We commonly hear that the times in which we live are “unprecedented”. Not entirely without justification, when we consider the proliferation of technologies that flood our waking hours.
Yet beneath the busy surface of our media-saturated age, there lurks a temptation that is in no way unprecedented: the old temptation to live superficially – which is to say, inattentively. Like Shakespeare’s King Lear, we increasingly crave affection, fear irrelevance, are unsure who to trust, and so banish those who might wound us “out of our sight”.
The eyes are a moral organ. The contemptuous gaze can wither; the attentive glance gives life. At a time when so many distractions can cloud our vision, Scott Stephens urges us – in the tender words of the loyal Kent, in King Lear – to “see better”.
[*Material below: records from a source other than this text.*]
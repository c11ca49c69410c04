// SPDX-License-Identifier: CEPL-1.0
use ash::vk;
use std::{io, path::PathBuf};
use tesseris_render::{RebuildError, RebuildStep};
use thiserror::Error;

#[derive(Debug, Error)]
pub enum VkError {
    #[error("failed to load the Vulkan library: {0}")]
    Loader(#[from] ash::LoadingError),

    #[error("{op} failed: {result}")]
    Api { op: &'static str, result: vk::Result },

    #[error("no adapter offers both graphics and presentation queues")]
    NoSuitableAdapter,

    #[error("no candidate depth format supports optimal-tiling depth attachments")]
    NoDepthFormat,

    #[error("no memory type in filter {type_bits:#b} has {flags:?}")]
    NoMemoryType {
        type_bits: u32,
        flags: vk::MemoryPropertyFlags,
    },

    #[error("push constants need {required} bytes, device allows {limit}")]
    PushConstantLimit { required: u32, limit: u32 },

    #[error("{len} bytes at offset {offset} overflow a {capacity}-byte buffer")]
    OutOfBounds { offset: u64, len: u64, capacity: u64 },

    #[error("invalid argument: {0}")]
    InvalidArgument(&'static str),

    #[error("SPIR-V length {0} is not a multiple of 4")]
    MisalignedSpirv(usize),

    #[error("failed to read shader {}: {source}", .path.display())]
    ShaderIo {
        path: PathBuf,
        #[source]
        source: io::Error,
    },

    #[error("render targets were lost in a failed swapchain rebuild")]
    TargetsLost,

    #[error("context has no presentation surface")]
    NoSurface,

    #[error("window handle unavailable: {0}")]
    Handle(#[from] raw_window_handle::HandleError),

    #[error("swapchain rebuild failed at {step}")]
    Rebuild {
        step: RebuildStep,
        #[source]
        source: Box<VkError>,
    },
}

pub type VkResult<T> = Result<T, VkError>;

/// Tags a raw `ash` result with the Vulkan entry point that produced it.
pub(crate) trait OpContext<T> {
    fn op(self, op: &'static str) -> VkResult<T>;
}

impl<T> OpContext<T> for Result<T, vk::Result> {
    fn op(self, op: &'static str) -> VkResult<T> {
        self.map_err(|result| VkError::Api { op, result })
    }
}

impl From<RebuildError<VkError>> for VkError {
    fn from(e: RebuildError<VkError>) -> Self {
        VkError::Rebuild {
            step: e.step,
            source: Box::new(e.source),
        }
    }
}

impl VkError {
    /// The raw Vulkan result, if this error came straight from the API.
    pub fn vk_result(&self) -> Option<vk::Result> {
        match self {
            VkError::Api { result, .. } => Some(*result),
            VkError::Rebuild { source, .. } => source.vk_result(),
            _ => None,
        }
    }
}
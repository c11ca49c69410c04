// SPDX-License-Identifier: CEPL-1.0
#![deny(unsafe_op_in_unsafe_fn)]
//! Vulkan backend over `ash`, layered leaves first: device, swapchain,
//! render targets, pipeline resources, sync and commands, then the
//! renderer that drives frames.

pub mod buffer;
pub mod command;
pub mod depth;
pub mod descriptors;
pub mod device;
pub mod error;
pub mod framebuffer;
pub mod instance;
pub mod layout;
pub mod memory;
pub mod pipeline;
pub mod render_pass;
pub mod renderer;
pub mod shader;
pub mod swapchain;
pub mod sync;

pub use device::GpuContext;
pub use error::{VkError, VkResult};
pub use renderer::VkRenderer;
// SPDX-License-Identifier: CEPL-1.0
use crate::error::{VkError, VkResult};
use crate::shader::ShaderModule;
use ash::vk;
use std::mem::{offset_of, size_of};
use tesseris_render::Vertex;
use tracing::debug;

/// Fixed-function state for one pipeline. Viewport and scissor are always
/// dynamic.
#[derive(Clone, Debug)]
pub struct PipelineConfig {
    pub topology: vk::PrimitiveTopology,
    pub polygon_mode: vk::PolygonMode,
    pub cull_mode: vk::CullModeFlags,
    pub front_face: vk::FrontFace,
    pub line_width: f32,
    pub depth_test: bool,
    pub depth_write: bool,
    pub depth_compare: vk::CompareOp,
    pub blend: bool,
    pub bindings: Vec<vk::VertexInputBindingDescription>,
    pub attributes: Vec<vk::VertexInputAttributeDescription>,
}

impl Default for PipelineConfig {
    fn default() -> Self {
        Self {
            topology: vk::PrimitiveTopology::TRIANGLE_LIST,
            polygon_mode: vk::PolygonMode::FILL,
            cull_mode: vk::CullModeFlags::BACK,
            front_face: vk::FrontFace::COUNTER_CLOCKWISE,
            line_width: 1.0,
            depth_test: true,
            depth_write: true,
            depth_compare: vk::CompareOp::LESS,
            blend: false,
            bindings: Vec::new(),
            attributes: Vec::new(),
        }
    }
}

impl PipelineConfig {
    /// Interleaved [`Vertex`] input on binding 0.
    pub fn mesh() -> Self {
        let (binding, attributes) = vertex_layout();
        Self {
            bindings: vec![binding],
            attributes: attributes.to_vec(),
            ..Default::default()
        }
    }

    /// Vertices come from `gl_VertexIndex`; both windings are drawn.
    pub fn triangle() -> Self {
        Self {
            cull_mode: vk::CullModeFlags::NONE,
            ..Default::default()
        }
    }
}

pub fn vertex_layout() -> (
    vk::VertexInputBindingDescription,
    [vk::VertexInputAttributeDescription; 3],
) {
    let binding = vk::VertexInputBindingDescription {
        binding: 0,
        stride: size_of::<Vertex>() as u32,
        input_rate: vk::VertexInputRate::VERTEX,
    };
    let attr = |location, offset: usize| vk::VertexInputAttributeDescription {
        location,
        binding: 0,
        format: vk::Format::R32G32B32_SFLOAT,
        offset: offset as u32,
    };
    (
        binding,
        [
            attr(0, offset_of!(Vertex, pos)),
            attr(1, offset_of!(Vertex, color)),
            attr(2, offset_of!(Vertex, normal)),
        ],
    )
}

/// Straight alpha blending when enabled, plain writes otherwise.
pub fn blend_attachment(blend: bool) -> vk::PipelineColorBlendAttachmentState {
    vk::PipelineColorBlendAttachmentState {
        blend_enable: if blend { vk::TRUE } else { vk::FALSE },
        src_color_blend_factor: vk::BlendFactor::SRC_ALPHA,
        dst_color_blend_factor: vk::BlendFactor::ONE_MINUS_SRC_ALPHA,
        color_blend_op: vk::BlendOp::ADD,
        src_alpha_blend_factor: vk::BlendFactor::ONE,
        dst_alpha_blend_factor: vk::BlendFactor::ZERO,
        alpha_blend_op: vk::BlendOp::ADD,
        color_write_mask: vk::ColorComponentFlags::RGBA,
    }
}

fn bool32(b: bool) -> vk::Bool32 {
    if b {
        vk::TRUE
    } else {
        vk::FALSE
    }
}

pub struct GraphicsPipeline {
    device: ash::Device,
    handle: vk::Pipeline,
}

impl GraphicsPipeline {
    /// Shader modules live only for the duration of this call, on success
    /// and failure alike.
    pub fn create(
        device: &ash::Device,
        render_pass: vk::RenderPass,
        layout: vk::PipelineLayout,
        vert: &[u8],
        frag: Option<&[u8]>,
        cfg: &PipelineConfig,
    ) -> VkResult<Self> {
        let vs = ShaderModule::from_bytes(device, vert)?;
        let fs = frag.map(|code| ShaderModule::from_bytes(device, code)).transpose()?;

        let entry = c"main";
        let mut stages = vec![vk::PipelineShaderStageCreateInfo {
            s_type: vk::StructureType::PIPELINE_SHADER_STAGE_CREATE_INFO,
            stage: vk::ShaderStageFlags::VERTEX,
            module: vs.handle(),
            p_name: entry.as_ptr(),
            ..Default::default()
        }];
        if let Some(fs) = &fs {
            stages.push(vk::PipelineShaderStageCreateInfo {
                s_type: vk::StructureType::PIPELINE_SHADER_STAGE_CREATE_INFO,
                stage: vk::ShaderStageFlags::FRAGMENT,
                module: fs.handle(),
                p_name: entry.as_ptr(),
                ..Default::default()
            });
        }

        let vertex_input = vk::PipelineVertexInputStateCreateInfo {
            s_type: vk::StructureType::PIPELINE_VERTEX_INPUT_STATE_CREATE_INFO,
            vertex_binding_description_count: cfg.bindings.len() as u32,
            p_vertex_binding_descriptions: cfg.bindings.as_ptr(),
            vertex_attribute_description_count: cfg.attributes.len() as u32,
            p_vertex_attribute_descriptions: cfg.attributes.as_ptr(),
            ..Default::default()
        };
        let input_assembly = vk::PipelineInputAssemblyStateCreateInfo {
            s_type: vk::StructureType::PIPELINE_INPUT_ASSEMBLY_STATE_CREATE_INFO,
            topology: cfg.topology,
            primitive_restart_enable: vk::FALSE,
            ..Default::default()
        };
        // counts only; both are set at record time
        let viewport_state = vk::PipelineViewportStateCreateInfo {
            s_type: vk::StructureType::PIPELINE_VIEWPORT_STATE_CREATE_INFO,
            viewport_count: 1,
            scissor_count: 1,
            ..Default::default()
        };
        let raster = vk::PipelineRasterizationStateCreateInfo {
            s_type: vk::StructureType::PIPELINE_RASTERIZATION_STATE_CREATE_INFO,
            polygon_mode: cfg.polygon_mode,
            cull_mode: cfg.cull_mode,
            front_face: cfg.front_face,
            line_width: cfg.line_width,
            ..Default::default()
        };
        let multisample = vk::PipelineMultisampleStateCreateInfo {
            s_type: vk::StructureType::PIPELINE_MULTISAMPLE_STATE_CREATE_INFO,
            rasterization_samples: vk::SampleCountFlags::TYPE_1,
            min_sample_shading: 1.0,
            ..Default::default()
        };
        let depth_stencil = vk::PipelineDepthStencilStateCreateInfo {
            s_type: vk::StructureType::PIPELINE_DEPTH_STENCIL_STATE_CREATE_INFO,
            depth_test_enable: bool32(cfg.depth_test),
            depth_write_enable: bool32(cfg.depth_write),
            depth_compare_op: cfg.depth_compare,
            min_depth_bounds: 0.0,
            max_depth_bounds: 1.0,
            ..Default::default()
        };
        let blend_att = blend_attachment(cfg.blend);
        let color_blend = vk::PipelineColorBlendStateCreateInfo {
            s_type: vk::StructureType::PIPELINE_COLOR_BLEND_STATE_CREATE_INFO,
            attachment_count: 1,
            p_attachments: &blend_att,
            ..Default::default()
        };
        let dyn_states = [vk::DynamicState::VIEWPORT, vk::DynamicState::SCISSOR];
        let dynamic_state = vk::PipelineDynamicStateCreateInfo {
            s_type: vk::StructureType::PIPELINE_DYNAMIC_STATE_CREATE_INFO,
            dynamic_state_count: dyn_states.len() as u32,
            p_dynamic_states: dyn_states.as_ptr(),
            ..Default::default()
        };

        let info = vk::GraphicsPipelineCreateInfo {
            s_type: vk::StructureType::GRAPHICS_PIPELINE_CREATE_INFO,
            stage_count: stages.len() as u32,
            p_stages: stages.as_ptr(),
            p_vertex_input_state: &vertex_input,
            p_input_assembly_state: &input_assembly,
            p_viewport_state: &viewport_state,
            p_rasterization_state: &raster,
            p_multisample_state: &multisample,
            p_depth_stencil_state: &depth_stencil,
            p_color_blend_state: &color_blend,
            p_dynamic_state: &dynamic_state,
            layout,
            render_pass,
            subpass: 0,
            ..Default::default()
        };

        let handle = match unsafe {
            device.create_graphics_pipelines(vk::PipelineCache::null(), std::slice::from_ref(&info), None)
        } {
            Ok(pipelines) => pipelines[0],
            Err((partial, result)) => {
                for p in partial.into_iter().filter(|p| *p != vk::Pipeline::null()) {
                    unsafe { device.destroy_pipeline(p, None) };
                }
                return Err(VkError::Api {
                    op: "vkCreateGraphicsPipelines",
                    result,
                });
            }
        };
        debug!(
            "graphics pipeline: {} stages, {} bindings, {} attributes",
            stages.len(),
            cfg.bindings.len(),
            cfg.attributes.len()
        );

        Ok(Self {
            device: device.clone(),
            handle,
        })
    }

    pub fn handle(&self) -> vk::Pipeline {
        self.handle
    }

    pub fn destroy(&mut self) {
        if self.handle != vk::Pipeline::null() {
            unsafe { self.device.destroy_pipeline(self.handle, None) };
            self.handle = vk::Pipeline::null();
        }
    }
}

impl Drop for GraphicsPipeline {
    fn drop(&mut self) {
        self.destroy();
    }
}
Attend this year’s Livestreamed Lecture:
Date: Thursday 28 October 2021
Richard Johnson was the first chaplain in the British colony of New South Wales. When the British government drew up a plan to transport convicts to New South Wales, Johnson was appointed chaplain to the proposed colony and set sail with the First Fleet. The colony of Sydney was established on January 26th, 1788, and on February 3rd, Johnson conducted the first Christian service under the trees in Sydney cove. Today there is a monument to mark the spot, at the corner of Sydney’s Bligh and Hunter Streets. The Richard Johnson Lecture continues this tradition of sharing Christ in the public sphere. Read more about him and search the lecture archives for insights into wide range of subjects.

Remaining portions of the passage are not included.